Now we have two very simple forms of search. Let's now assume that God himself has descended and told us that our depth first search is The Awesome but we are worried that the breadth first search doesn't work. QuickCheck to the rescue!

>instance (Arbitrary a) => Arbitrary (Tree a) where
> arbitrary = oneof [do
> x <- arbitrary
> return (Node x),
> do
> t <- arbitrary
> t' <- arbitrary
> x <- arbitrary
> return (Branch t x t')]

>prop_Search t x = dfs x t ==> bfs x t

So here we've defined an instance of the Arbitrary type for our binary tree, and the property we check is that if the depth first search for a random element in a randomly generated tree is true then the breadth first search for that same element in that same tree must be true.

Of course I think we can go a lot further than this when it comes to exploratory programming and testing.

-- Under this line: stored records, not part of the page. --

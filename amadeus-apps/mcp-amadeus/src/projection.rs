//!  Amadeus Travel Tools
//!
//!  Copyright (C) 2026  Mamy Ratsimbazafy
//!
//!  This program is free software: you can redistribute it and/or modify
//!  it under the terms of the GNU Affero General Public License as published by
//!  the Free Software Foundation, either version 3 of the License, or
//!  (at your option) any later version.
//!
//!  This program is distributed in the hope that it will be useful,
//!  but WITHOUT ANY WARRANTY; without even the implied warranty of
//!  MERCHANTABILITY or FITNESS FOR A PARTICULAR PURPOSE.  See the
//!  GNU Affero General Public License for more details.
//!
//!  You should have received a copy of the GNU Affero General Public License
//!  along with this program.  If not, see <http://www.gnu.org/licenses/>.

// Navigation helpers for reshaping API responses. Missing fields project to
// null rather than failing; the API omits optional members freely.

use serde_json::Value;

/// Field at a JSON pointer such as `/price/total`, or null
pub(crate) fn at(value: &Value, pointer: &str) -> Value {
    value.pointer(pointer).cloned().unwrap_or(Value::Null)
}

/// Array at a JSON pointer, or an empty slice
pub(crate) fn list<'a>(value: &'a Value, pointer: &str) -> &'a [Value] {
    value
        .pointer(pointer)
        .and_then(Value::as_array)
        .map(Vec::as_slice)
        .unwrap_or(&[])
}

/// Array at a JSON pointer, or `[]` as a value
pub(crate) fn list_or_empty(value: &Value, pointer: &str) -> Value {
    Value::Array(list(value, pointer).to_vec())
}

/// The `data` array of a collection response
pub(crate) fn data(value: &Value) -> &[Value] {
    list(value, "/data")
}

/// The `data` member of a single-resource response, or an empty object
pub(crate) fn data_object(value: &Value) -> Value {
    match value.get("data") {
        Some(v @ Value::Object(_)) => v.clone(),
        _ => Value::Object(Default::default()),
    }
}

#[cfg(test)]
mod tests {
    use super::*;
    use serde_json::json;

    #[test]
    fn missing_members_project_to_null_or_empty() {
        let v = json!({"data": [{"price": {"total": "12.00"}}]});
        assert_eq!(at(&v, "/data/0/price/total"), json!("12.00"));
        assert_eq!(at(&v, "/data/0/price/currency"), Value::Null);
        assert_eq!(data(&v).len(), 1);
        assert!(list(&v, "/meta/links").is_empty());
        assert_eq!(list_or_empty(&v, "/nope"), json!([]));
        assert_eq!(data_object(&v), json!({}));
        assert_eq!(data_object(&json!({"data": {"id": "x"}})), json!({"id": "x"}));
    }
}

I personally believe that a very strong static type system can help create a very tidy embedded language for genetic programming, but all I have are some very old toy examples on that front. Who knows how well we can do if we invoke Conor's Law?

4 comments:

Tom Moertel said...

Tom Moertel (http://blog.moertel.com/) here, posting from who-knows-what Blogger account. Anyway...

As your QC property is currently defined,

prop_Search t x = dfs x t ==> bfs x t

you're only testing that (bfs x t) returns True when (dfs x t) does, which probably isn't what you want. For example, you can replace (bfs x t) with the constant True, which certainly is a correct breadth-first-search implementation, and the property checks:

prop_Search t x = dfs x t ==> True

*Test> quickCheck prop_Search
OK, passed 100 tests.

Try using a straight equality test instead:

prop_Search' t x = dfs x t == bfs x t

*Test> quickCheck prop_Search'
OK, passed 100 tests.


Also, you might want to monitor the sizes of the trees tested, just to make sure you're actually testing non-trivial trees. Something like this ought to do it:

size :: Tree a -> Int
size t = size' 0 t where
size' n (Node _) = 1 + n
size' n (Branch l x r) = size' (size' (1 + n) l) r

prop_Search' t x =
label (show (size t)) $
dfs x t == bfs x t

*Test> quickCheck prop_Search'
OK, passed 100 tests.
54% 1.
11% 3.
6% 5.
4% 7.
4% 15.
3% 11.
2% 9.
2% 13.
1% 83.
1% 53.
1% 511.
1% 47.
1% 43467.
1% 43.
1% 415.
1% 35.
1% 299.
1% 25.
1% 21.
1% 199.
1% 17.
1% 105.


Cheers,
Tom

Tom Moertel said...

Whoops. Typo in my previous post. I meant to write this: "For example, you can replace (bfs x t) with the constant True, which certainly is *not* a correct breadth-first-search implementation ..."

Creighton Hogg said...

Thanks Tom, you're right. I thought that doing
dfs x t ==> bfs x t
would be a cute way to show that feature of QuickCheck but you're quite correct.